# Is an hour before fly down to early to...



## Muskegon Jim (Oct 8, 2006)

So is an hour before fly down to early to get a gobbler to gobble with an owl call? I would assume the answer is no. But this weekend I was out at 6:15 hooting with my call, then I would move 300 yards or so and repeat, hoot then move, hoot then move, until I covered 2 miles. Now I am 95% sure that some turkeys heard me, they are all over this area, I just dont know where there roost's are yet. I have seen them midday, and a couple hours before sunset so they cant be far. It was a damp morning like it rained during the night, would this matter?  Anyway just curious what your opinion is, guess I will try again this weekend.


----------



## Ack (Oct 3, 2004)

Sounds a little early to me, but you may try a coyote call instead...something just a little different that would still seem natural at that time of the morning.


----------



## Linda G. (Mar 28, 2002)

A lot of turkeys won't answer an owl call. After all, owls and turkeys aren't exactly friends. 

And it may not be natural for turkeys in that area to answer an owl call...are there any owls around there?

But to answer your question, it probably is too early...I don't use any calls at all if I know the birds are there until just before fly down. If they're there, they'll gobble on their own if it's warm enough. So, if you know the birds are there, don't get their ears up with unnatural calls, just wait for them to gobble, and start with some light tree yelps just before they fly down. You can tell when they're getting ready to fly, they move around on the branch a lot and the gobble will change it's tone with every move. 

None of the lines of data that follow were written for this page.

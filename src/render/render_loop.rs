//! Single consumer thread: paces frames, drains the queue, calls the backend.

use std::sync::Arc;
use std::sync::atomic::{AtomicU64, Ordering};
use std::sync::mpsc;
use std::time::Duration;

use log::{debug, error, info, warn};
use parking_lot::{Condvar, Mutex, MutexGuard};

use super::backend::{BackendError, DrawBackend};
use crate::draw::Drawable;
use crate::sync::{BoundedQueue, ProducerLock};
use crate::timer::{Clock, FrameTimer};

/// Wait used between frames when the period is zero and nothing was queued.
const IDLE_QUANTUM: Duration = Duration::from_millis(1);

/// Observable state of the render loop.
#[derive(Debug, Clone, Copy, PartialEq, Eq)]
pub enum LoopState {
    /// Waiting for the frame period to elapse.
    Idle,
    /// Checking the pause flag and the timer.
    Ticking,
    /// Draining the queue and dispatching draw calls.
    Draining,
    /// Pause flag set; waiting for resume.
    Paused,
    /// Loop exited; the queue is closed.
    Stopped,
}

/// Why the render loop exited.
#[derive(Debug, Clone, Copy, PartialEq, Eq)]
pub enum StopReason {
    Shutdown,
    FrameLimit,
    Fatal,
}

/// Status reported from the render thread to the canvas owner.
#[derive(Debug, Clone, PartialEq)]
pub enum RenderEvent {
    /// One drawable (or a frame hook) failed; the rest of the frame continued.
    DrawFailed {
        frame: u64,
        shape: &'static str,
        error: BackendError,
    },
    /// The backend is gone. Rendering stopped and the queue is closed.
    Fatal { frame: u64, error: BackendError },
    /// The loop exited.
    Stopped { frames: u64, reason: StopReason },
}

/// Counters shared between the render thread and observers.
#[derive(Debug, Default)]
pub(crate) struct RenderCounters {
    frames: AtomicU64,
    drawn: AtomicU64,
    failed: AtomicU64,
    discarded: AtomicU64,
    evicted: AtomicU64,
    fps_bits: AtomicU64,
}

impl RenderCounters {
    pub(crate) fn record_eviction(&self) -> u64 {
        self.evicted.fetch_add(1, Ordering::Relaxed) + 1
    }

    pub(crate) fn snapshot(&self) -> RenderStats {
        RenderStats {
            frames: self.frames.load(Ordering::Acquire),
            drawn: self.drawn.load(Ordering::Relaxed),
            failed: self.failed.load(Ordering::Relaxed),
            discarded: self.discarded.load(Ordering::Relaxed),
            evicted: self.evicted.load(Ordering::Relaxed),
            fps: f64::from_bits(self.fps_bits.load(Ordering::Relaxed)),
        }
    }
}

/// Point-in-time copy of the render counters.
#[derive(Debug, Clone, Copy, Default, PartialEq)]
pub struct RenderStats {
    /// Frames processed so far.
    pub frames: u64,
    /// Drawables handed to the backend successfully.
    pub drawn: u64,
    /// Drawables the backend failed to draw.
    pub failed: u64,
    /// Drawables dropped undrawn at shutdown or after a fatal error.
    pub discarded: u64,
    /// Drawables evicted by the overwrite-oldest overflow policy.
    pub evicted: u64,
    /// Measured frames per second over the last frame.
    pub fps: f64,
}

#[derive(Debug)]
pub(crate) struct ControlState {
    pub(crate) paused: bool,
    pub(crate) stop: bool,
    pub(crate) draining: bool,
    pub(crate) state: LoopState,
    pub(crate) reason: Option<StopReason>,
}

/// State shared by the canvas façade and its render thread.
#[derive(Debug)]
pub(crate) struct LoopShared {
    pub(crate) queue: BoundedQueue<Drawable>,
    pub(crate) lock: ProducerLock,
    pub(crate) counters: RenderCounters,
    control: Mutex<ControlState>,
    changed: Condvar,
}

impl LoopShared {
    pub(crate) fn new(capacity: usize) -> Self {
        Self {
            queue: BoundedQueue::new(capacity),
            lock: ProducerLock::new(),
            counters: RenderCounters::default(),
            control: Mutex::new(ControlState {
                paused: false,
                stop: false,
                draining: false,
                state: LoopState::Ticking,
                reason: None,
            }),
            changed: Condvar::new(),
        }
    }

    pub(crate) fn control(&self) -> MutexGuard<'_, ControlState> {
        self.control.lock()
    }

    /// Sets the pause flag and waits for an in-flight frame to finish.
    ///
    /// Returns at once if the loop has already stopped.
    pub(crate) fn pause(&self) {
        let mut control = self.control.lock();
        control.paused = true;
        self.changed.notify_all();
        while control.draining && control.state != LoopState::Stopped {
            self.changed.wait(&mut control);
        }
    }

    pub(crate) fn resume(&self) {
        self.control.lock().paused = false;
        self.changed.notify_all();
    }

    /// Asks the loop to stop and closes the producer side.
    pub(crate) fn request_stop(&self) {
        self.control.lock().stop = true;
        self.changed.notify_all();
        self.queue.shutdown();
        self.lock.close();
    }

    /// Marks the loop stopped when its thread ended without reaching `finish`.
    pub(crate) fn mark_stopped(&self, reason: StopReason) {
        self.request_stop();
        let mut control = self.control.lock();
        control.state = LoopState::Stopped;
        control.draining = false;
        control.reason.get_or_insert(reason);
        self.changed.notify_all();
    }

    /// Blocks until the loop finishes its next frame, or until it stops.
    ///
    /// While paused this waits for `resume`.
    pub(crate) fn wait_next_frame(&self) -> u64 {
        let mut control = self.control.lock();
        let start = self.counters.frames.load(Ordering::Acquire);
        loop {
            let frames = self.counters.frames.load(Ordering::Acquire);
            if frames != start || control.stop || control.state == LoopState::Stopped {
                return frames;
            }
            self.changed.wait(&mut control);
        }
    }

    /// Blocks until the loop reaches [`LoopState::Stopped`].
    pub(crate) fn wait_stopped(&self) -> StopReason {
        let mut control = self.control.lock();
        loop {
            if let (LoopState::Stopped, Some(reason)) = (control.state, control.reason) {
                return reason;
            }
            self.changed.wait(&mut control);
        }
    }
}

enum FrameOutcome {
    Continue { had_items: bool },
    Fatal,
}

/// The consumer side of a canvas.
///
/// Owns the frame timer and the backend; runs on its own thread via [`run`](Self::run).
pub(crate) struct RenderLoop<B: DrawBackend, C: Clock> {
    shared: Arc<LoopShared>,
    backend: B,
    timer: FrameTimer<C>,
    events: mpsc::Sender<RenderEvent>,
    frame_limit: Option<u64>,
    frame: u64,
}

impl<B: DrawBackend, C: Clock> RenderLoop<B, C> {
    pub(crate) fn new(
        shared: Arc<LoopShared>,
        backend: B,
        timer: FrameTimer<C>,
        events: mpsc::Sender<RenderEvent>,
        frame_limit: Option<u64>,
    ) -> Self {
        Self {
            shared,
            backend,
            timer,
            events,
            frame_limit,
            frame: 0,
        }
    }

    /// Runs until shutdown, the frame limit, or a fatal backend error.
    pub(crate) fn run(mut self) {
        info!(
            "Render loop started (backend: {}, period: {:?})",
            self.backend.name(),
            self.timer.period()
        );

        let reason = loop {
            let mut control = self.shared.control.lock();
            control.state = LoopState::Ticking;

            if control.stop {
                break StopReason::Shutdown;
            }

            if control.paused {
                control.state = LoopState::Paused;
                debug!("Render loop paused at frame {}", self.frame);
                while control.paused && !control.stop {
                    self.shared.changed.wait(&mut control);
                }
                debug!("Render loop resumed");
                continue;
            }

            if !self.timer.past_period() {
                control.state = LoopState::Idle;
                let remaining = self.timer.remaining();
                self.shared.changed.wait_for(&mut control, remaining);
                continue;
            }

            control.state = LoopState::Draining;
            control.draining = true;
            drop(control);

            let outcome = self.process_frame();

            let mut control = self.shared.control.lock();
            control.draining = false;
            control.state = LoopState::Idle;
            self.shared.changed.notify_all();

            match outcome {
                FrameOutcome::Fatal => break StopReason::Fatal,
                FrameOutcome::Continue { had_items } => {
                    if self.frame_limit.is_some_and(|limit| self.frame >= limit) {
                        break StopReason::FrameLimit;
                    }
                    if !had_items && self.timer.period().is_zero() && !control.stop {
                        self.shared.changed.wait_for(&mut control, IDLE_QUANTUM);
                    }
                }
            }
        };

        self.finish(reason);
    }

    /// Drains the queue once and dispatches every drawable in FIFO order.
    fn process_frame(&mut self) -> FrameOutcome {
        let batch = self.shared.queue.drain_all();
        self.timer.reset();
        self.frame += 1;
        let frame = self.frame;

        if let Some(fps) = self.timer.measured_fps() {
            self.shared
                .counters
                .fps_bits
                .store(fps.to_bits(), Ordering::Relaxed);
        }
        debug!("Frame {}: {} drawable(s)", frame, batch.len());

        if let Err(err) = self.backend.begin_frame(frame) {
            if self.report_error(frame, "frame", err) {
                self.discard(batch.len() as u64);
                self.shared.counters.frames.store(frame, Ordering::Release);
                return FrameOutcome::Fatal;
            }
        }

        let total = batch.len();
        let mut items = batch.into_iter();
        while let Some(drawable) = items.next() {
            let shape = drawable.shape().name();
            match self.backend.draw(drawable) {
                Ok(()) => {
                    self.shared.counters.drawn.fetch_add(1, Ordering::Relaxed);
                }
                Err(err) => {
                    if self.report_error(frame, shape, err) {
                        // The fatal item itself was not drawn either.
                        self.discard(items.len() as u64 + 1);
                        self.shared.counters.frames.store(frame, Ordering::Release);
                        return FrameOutcome::Fatal;
                    }
                    self.shared.counters.failed.fetch_add(1, Ordering::Relaxed);
                }
            }
        }

        let outcome = match self.backend.end_frame(frame) {
            Ok(()) => FrameOutcome::Continue {
                had_items: total > 0,
            },
            Err(err) => {
                if self.report_error(frame, "frame", err) {
                    FrameOutcome::Fatal
                } else {
                    FrameOutcome::Continue {
                        had_items: total > 0,
                    }
                }
            }
        };
        self.shared.counters.frames.store(frame, Ordering::Release);
        outcome
    }

    /// Logs and forwards a backend error. Returns true when it is fatal.
    fn report_error(&self, frame: u64, shape: &'static str, error: BackendError) -> bool {
        if error.is_fatal() {
            error!("Frame {}: {} - stopping render loop", frame, error);
            self.emit(RenderEvent::Fatal { frame, error });
            true
        } else {
            warn!("Frame {}: {} ({})", frame, error, shape);
            self.emit(RenderEvent::DrawFailed {
                frame,
                shape,
                error,
            });
            false
        }
    }

    fn discard(&self, count: u64) {
        if count > 0 {
            self.shared
                .counters
                .discarded
                .fetch_add(count, Ordering::Relaxed);
        }
    }

    fn emit(&self, event: RenderEvent) {
        if self.events.send(event).is_err() {
            debug!("Render event receiver dropped");
        }
    }

    fn finish(self, reason: StopReason) {
        self.shared.request_stop();

        let leftovers = self.shared.queue.drain_all();
        if !leftovers.is_empty() {
            info!("Discarding {} undrawn drawable(s)", leftovers.len());
            self.discard(leftovers.len() as u64);
        }
        drop(leftovers);

        let stats = self.shared.counters.snapshot();
        if stats.evicted > 0 {
            warn!(
                "{} drawable(s) were evicted by the overflow policy",
                stats.evicted
            );
        }
        info!(
            "Render loop stopped ({:?}) after {} frame(s): {} drawn, {} failed, {} discarded",
            reason, self.frame, stats.drawn, stats.failed, stats.discarded
        );

        self.emit(RenderEvent::Stopped {
            frames: self.frame,
            reason,
        });

        let mut control = self.shared.control.lock();
        control.state = LoopState::Stopped;
        control.stop = true;
        control.reason = Some(reason);
        self.shared.changed.notify_all();
    }
}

If you don't know if they're there, you need to be there in the evening, about an hour before fly down, sitting quietly somewhere. You may hear them fly up...and very often, you'll get one single gobble after they're up. 

If you can't roost them, wait till about half an hour or so before they should be flying down, then try a very loud crow call.


----------



## Gobblerman (Dec 19, 2004)

I've had some respond to owl hoots and some that have not. I usually try my owl hooter about 1/2 before shooting time. Make sure your not educating the birds in your area. 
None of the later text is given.